数字が苦手な大人の計算力アップにそろばんが役に立つ理由

大人でも計算が苦手な方はいらっしゃいます。
計算だったら電卓があるから、わざわざ大人になってから計算力をつける必要はないんじゃないか、という考えもあるでしょう。それは確かに一理あります。なので、大人になってから、わざわざ苦手な計算を克服するために時間を使う必要はないというのも一つの考え、割り切りだと思います。こういった方は、そろばんだったり計算術の習得は不要でしょう。それよりは高機能な電卓の使い方をマスターした方が賢明かもしれません。今はスマホアプリの進化が非常に速いので、驚くほど高機能な電卓アプリもあるかもしれません。

それでも、あまりに数字や計算に弱いと日常で、あるいは仕事で困るというケースは今でも確かにあります。そんな人の救いになるのがそろばんです。実は数字が苦手な人、計算が弱い人ほど、筆算だったり巷にある計算術や算法よりもそろばんの方が向いています。

理由は3つあります。


「数の認識」の強化ができる道具はそろばんだけ

計算が苦手な方の特徴で代表的なものは

・数字が苦手、嫌い
・ニュースや情報で数字を見てもピンとこない
・数字を読むことが苦手(特に桁数の大きいもの)
・計算式を見ると自力で答えを出すのを諦める

辺りでしょうか。
計算が苦手な人に共通しているのが「数を認識する力」が弱いということです。
そして計算や数字に強くなろうと思えば、数字で学ぶよりも先に「数の認識」の強化をしなければなりません。

「数を認識する」ということと「数字を認識する」ということは全くの別物なのです。

「数を認識する」ということと「数字を認識する」の違い

この原理を知らずに、いくら数字で学んでも、ますます計算や数字が嫌になっていくだけです。

では、どうすれば「数の認識」の強化ができるのか?

それは数字を使うのではなく、脳が直感的に、かつ具体的に数を認識できる手法あるいは道具を使うのです。その道具の一つとして、そろばんは非常に効果の高い道具だと言えます。

計算というのは人間が行う場合は、通常、十進法で行います。
そして、そろばんは十進法を目で見て具体的に認識できる道具であり、十進法の学習に最適と言われています。あるいは桁の概念を学習するには最適とも言われます。

 ー そろばんは十進法の道具

これは確かにそうですが、それ以上に、そろばんが有用な理由があります。それはそろばんが十進法であるとともに二五進法(にごしんほう)という特長があるからです。この二五進法という特長のおかげで、そろばんを使えば、「数の認識」の強化をすることが可能になります。

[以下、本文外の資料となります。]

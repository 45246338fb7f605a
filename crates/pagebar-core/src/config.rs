//! Pagination configuration types.

use derive_builder::Builder;
use serde::{Deserialize, Serialize};

use crate::planner::{MAX_PAGES_TO_SHOW, PageWindowPlanner};
use crate::state::DEFAULT_ITEMS_PER_PAGE;

/// Smallest compression threshold for which the window never repeats an edge page.
pub(crate) const MIN_PAGES_TO_SHOW: usize = 3;

/// Configuration for a pagination control.
#[derive(Debug, Clone, Copy, PartialEq, Eq, Builder, Serialize, Deserialize)]
#[builder(setter(into), build_fn(validate = "Self::validate"))]
pub struct PaginationConfig {
    /// Number of results on each page.
    #[builder(default = "DEFAULT_ITEMS_PER_PAGE")]
    #[serde(default = "default_items_per_page")]
    pub items_per_page: usize,

    /// Page count above which the button row is compressed.
    #[builder(default = "MAX_PAGES_TO_SHOW")]
    #[serde(default = "default_max_pages_to_show")]
    pub max_pages_to_show: usize,
}

fn default_items_per_page() -> usize {
    DEFAULT_ITEMS_PER_PAGE
}

fn default_max_pages_to_show() -> usize {
    MAX_PAGES_TO_SHOW
}

impl PaginationConfigBuilder {
    fn validate(&self) -> Result<(), String> {
        if self.items_per_page == Some(0) {
            return Err("items_per_page must be at least 1".to_string());
        }
        if let Some(max) = self.max_pages_to_show
            && max < MIN_PAGES_TO_SHOW
        {
            return Err(format!(
                "max_pages_to_show must be at least {MIN_PAGES_TO_SHOW}, got {max}"
            ));
        }
        Ok(())
    }
}

impl PaginationConfig {
    /// Create a new config builder.
    pub fn builder() -> PaginationConfigBuilder {
        PaginationConfigBuilder::default()
    }

    /// Planner configured with this compression threshold.
    pub fn planner(&self) -> PageWindowPlanner {
        PageWindowPlanner::with_max_pages(self.max_pages_to_show)
    }

    /// Re-check the invariants the builder enforces.
    ///
    /// Deserialized configs bypass the builder, so callers loading from disk
    /// should run this before use.
    pub fn validate(&self) -> Result<(), crate::PaginationError> {
        if self.items_per_page == 0 {
            return Err(crate::PaginationError::ZeroItemsPerPage);
        }
        if self.max_pages_to_show < MIN_PAGES_TO_SHOW {
            return Err(crate::PaginationError::invalid_config(format!(
                "max_pages_to_show must be at least {MIN_PAGES_TO_SHOW}, got {}",
                self.max_pages_to_show
            )));
        }
        Ok(())
    }
}

impl Default for PaginationConfig {
    fn default() -> Self {
        Self {
            items_per_page: DEFAULT_ITEMS_PER_PAGE,
            max_pages_to_show: MAX_PAGES_TO_SHOW,
        }
    }
}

ちなみに、私が開発したそろばん式脳トレーニング®では、そろばんという道具さえ使わずに二五進法で「数の認識」の強化をすることができます。

数の認識力UP無しに数字に強くなることはありません。計算や数字に強くなるためには、数の認識力をアップさせるという基礎固めが極めて重要なのです。

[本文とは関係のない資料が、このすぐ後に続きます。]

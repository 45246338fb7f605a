//! Terminal user interface for pagebar.
//!
//! This crate renders pagination plans with ratatui and hosts an interactive
//! pager over a synthetic result list:
//!
//! - **PaginationBar** - widget drawing previous/next controls, page buttons
//!   and ellipsis markers, with mouse hit-testing
//! - **App** - host that owns the current page and applies page intents
//! - **UserSettings** - theme and pagination settings persisted as TOML
//!
//! # Usage
//!
//! ```rust,no_run
//! // Page through 95 results with the saved settings
//! pagebar_tui::run(95).unwrap();
//! ```
//!
//! # Keyboard Navigation
//!
//! - `h`/`l`, `←`/`→` - Previous/next page
//! - `g`/`G`, `Home`/`End` - First/last page
//! - Mouse click - Jump to a page
//! - `t` - Toggle theme
//! - `?` - Help
//! - `q` - Quit

pub mod app;
mod event;
mod settings;
mod theme;
mod ui;

use crossterm::event::{DisableMouseCapture, EnableMouseCapture};
use pagebar_core::PaginationConfig;

pub use app::{App, AppResult};
pub use event::KeyAction;
pub use settings::UserSettings;
pub use theme::{Theme, ThemeVariant};
pub use ui::{BarSegment, PaginationBar};

/// Configuration for the TUI host.
#[derive(Debug, Clone)]
pub struct TuiConfig {
    /// Theme and pagination settings.
    pub settings: UserSettings,
    /// Page shown on startup (clamped to the available pages).
    pub start_page: usize,
}

impl Default for TuiConfig {
    fn default() -> Self {
        Self {
            settings: UserSettings::default(),
            start_page: 1,
        }
    }
}

impl TuiConfig {
    /// Create a config with default settings.
    pub fn new() -> Self {
        Self::default()
    }

    /// Create a config from loaded user settings.
    pub fn from_settings(settings: UserSettings) -> Self {
        Self {
            settings,
            ..Self::default()
        }
    }

    /// Set the page shown on startup.
    pub fn with_start_page(mut self, page: usize) -> Self {
        self.start_page = page;
        self
    }

    /// Set the theme.
    pub fn with_theme(mut self, theme: ThemeVariant) -> Self {
        self.settings.theme = theme;
        self
    }

    /// Set the pagination config.
    pub fn with_pagination(mut self, pagination: PaginationConfig) -> Self {
        self.settings.pagination = pagination;
        self
    }
}

/// Run the TUI with the saved user settings.
pub fn run(total_count: usize) -> AppResult<()> {
    run_with_config(total_count, TuiConfig::from_settings(UserSettings::load()))
}

/// Run the TUI with custom configuration.
pub fn run_with_config(total_count: usize, config: TuiConfig) -> AppResult<()> {
    let terminal = ratatui::init();

    let result = crossterm::execute!(std::io::stdout(), EnableMouseCapture)
        .map_err(color_eyre::Report::from)
        .and_then(|()| App::with_config(total_count, config).run(terminal));

    if let Err(e) = crossterm::execute!(std::io::stdout(), DisableMouseCapture) {
        tracing::warn!(error = %e, "failed to disable mouse capture");
    }
    ratatui::restore();

    result
}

この「数の認識」の強化というのは、家づくりに例えて言えば、基礎工事前の地盤改良、地盤固めに当たります。いくら家の土台や柱をしっかり作っても、その下の地盤が弱いと話になりません。計算や数字に弱い人は、地盤改良に相当する数の認識力強化が必要ということですね。

数字を使わない学習が可能

数字が苦手なのに数字で学ぶのは無理がある?

それは理解できたけど、そんなこと言ったって、そろばん学習をする為には、練習問題やテキストには数字が出てくるじゃないか。結局、数字を使わないと数の学習もできないじゃないか。
こんな声が聞こえてきそうですが、実は、そろばんを使ったトレーニングは数字を使わなくてもできます。特に数の認識力強化という基礎を作るには、数字から離れる時期が必要です。

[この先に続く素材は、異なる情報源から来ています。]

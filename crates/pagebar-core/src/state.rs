//! Host-owned pagination state.

use serde::{Deserialize, Serialize};

use crate::error::PaginationError;
use crate::nav::NavigationGuard;
use crate::planner::{PageWindowPlanner, PaginationPlan};
use crate::range::{ResultSummary, result_range};

/// Page size used when the host does not pick one.
pub const DEFAULT_ITEMS_PER_PAGE: usize = 9;

/// Compute the number of pages needed for `total_count` items.
pub fn total_pages(total_count: usize, items_per_page: usize) -> usize {
    total_count.div_ceil(items_per_page.max(1))
}

/// Clamp a requested page into `1..=total_pages` (or to 1 when there are no pages).
pub fn clamp_page(page: usize, total_pages: usize) -> usize {
    page.clamp(1, total_pages.max(1))
}

/// Inputs for one render of a pagination control.
#[derive(Debug, Clone, Copy, PartialEq, Eq, Serialize, Deserialize)]
pub struct PaginationState {
    /// 1-based page being shown.
    pub current_page: usize,
    /// Number of pages available.
    pub total_pages: usize,
    /// Number of results across all pages.
    #[serde(default)]
    pub total_count: usize,
    /// Results per page.
    #[serde(default = "default_items_per_page")]
    pub items_per_page: usize,
}

fn default_items_per_page() -> usize {
    DEFAULT_ITEMS_PER_PAGE
}

impl PaginationState {
    /// Create state for a page/page-count pair with no result count.
    pub fn new(current_page: usize, total_pages: usize) -> Self {
        Self {
            current_page,
            total_pages,
            total_count: 0,
            items_per_page: DEFAULT_ITEMS_PER_PAGE,
        }
    }

    /// Create state for a result count, deriving the page count.
    pub fn from_total_count(current_page: usize, total_count: usize, items_per_page: usize) -> Self {
        Self {
            current_page,
            total_pages: total_pages(total_count, items_per_page),
            total_count,
            items_per_page,
        }
    }

    /// Set the total result count.
    pub fn with_total_count(mut self, total_count: usize) -> Self {
        self.total_count = total_count;
        self
    }

    /// Set the page size.
    pub fn with_items_per_page(mut self, items_per_page: usize) -> Self {
        self.items_per_page = items_per_page;
        self
    }

    /// Return a copy showing a different page.
    pub fn with_current_page(mut self, current_page: usize) -> Self {
        self.current_page = current_page;
        self
    }

    /// Check the documented input invariants.
    pub fn validate(&self) -> Result<(), PaginationError> {
        if self.items_per_page == 0 {
            return Err(PaginationError::ZeroItemsPerPage);
        }
        if self.total_pages == 0 {
            return if self.total_count == 0 {
                Ok(())
            } else {
                Err(PaginationError::NoPages)
            };
        }
        if self.current_page == 0 || self.current_page > self.total_pages {
            return Err(PaginationError::PageOutOfRange {
                page: self.current_page,
                total_pages: self.total_pages,
            });
        }
        Ok(())
    }

    /// Button row for this state.
    pub fn plan(&self, planner: &PageWindowPlanner) -> PaginationPlan {
        planner.plan_state(self)
    }

    /// Result caption for this state.
    pub fn summary(&self) -> ResultSummary {
        result_range(self.current_page, self.total_count, self.items_per_page)
    }

    /// Previous/next guards for this state.
    pub fn navigation(&self) -> NavigationGuard {
        NavigationGuard::new(self.current_page, self.total_pages)
    }
}

impl Default for PaginationState {
    fn default() -> Self {
        Self::new(1, 0)
    }
}

#[cfg(test)]
mod tests {
    use super::*;

    #[test]
    fn test_total_pages() {
        assert_eq!(total_pages(0, 9), 0);
        assert_eq!(total_pages(1, 9), 1);
        assert_eq!(total_pages(9, 9), 1);
        assert_eq!(total_pages(10, 9), 2);
        assert_eq!(total_pages(25, 9), 3);
        // Zero page size is treated as one item per page
        assert_eq!(total_pages(4, 0), 4);
    }

    #[test]
    fn test_clamp_page() {
        assert_eq!(clamp_page(0, 5), 1);
        assert_eq!(clamp_page(3, 5), 3);
        assert_eq!(clamp_page(9, 5), 5);
        assert_eq!(clamp_page(4, 0), 1);
    }

    #[test]
    fn test_from_total_count() {
        let state = PaginationState::from_total_count(2, 25, 9);
        assert_eq!(state.total_pages, 3);
        assert_eq!(state.total_count, 25);
        assert_eq!(state.items_per_page, 9);
    }

    #[test]
    fn test_validate() {
        assert!(PaginationState::new(1, 3).validate().is_ok());
        assert!(PaginationState::default().validate().is_ok());

        assert_eq!(
            PaginationState::new(4, 3).validate(),
            Err(PaginationError::PageOutOfRange {
                page: 4,
                total_pages: 3
            })
        );
        assert!(matches!(
            PaginationState::new(0, 3).validate(),
            Err(PaginationError::PageOutOfRange { .. })
        ));
        assert_eq!(
            PaginationState::new(1, 3).with_items_per_page(0).validate(),
            Err(PaginationError::ZeroItemsPerPage)
        );
        assert_eq!(
            PaginationState::new(1, 0).with_total_count(5).validate(),
            Err(PaginationError::NoPages)
        );
    }

    #[test]
    fn test_summary_uses_state_fields() {
        let state = PaginationState::from_total_count(3, 25, 9);
        let range = state.summary().range().unwrap();
        assert_eq!(range.start_index, 19);
        assert_eq!(range.end_index, 25);
    }
}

数字を使わないというのはどういうことかと言うと、わかりやすい一例を挙げると、声でのトレーニングをするということです。例えば、「よん」と言われて「4」という数字と結びつけるのではなく、「○○○○」という4つの物理的なもの(あるいはイメージ)と結びつけるトレーニングです。
計算に強くなる為には、「数」→「数字」→「計算」ではなく、「数」→「計算」という回路を頭の中に作ることができるかどうかがポイントになります。

これは語学の学習に似ています。
例えば、英語の学習をする時に、林檎という物体を見て、「林檎という物体」→「りんご(という日本語・文字)」→「apple」ではなく、「林檎という物体」→「apple」とダイレクトに結びつける回路が脳内にできれば英語力は向上します。数字や計算に強くなるには、「数字」の要素を弱める学習時期が必要で、それがすなわち、数の認識の強化になるということです。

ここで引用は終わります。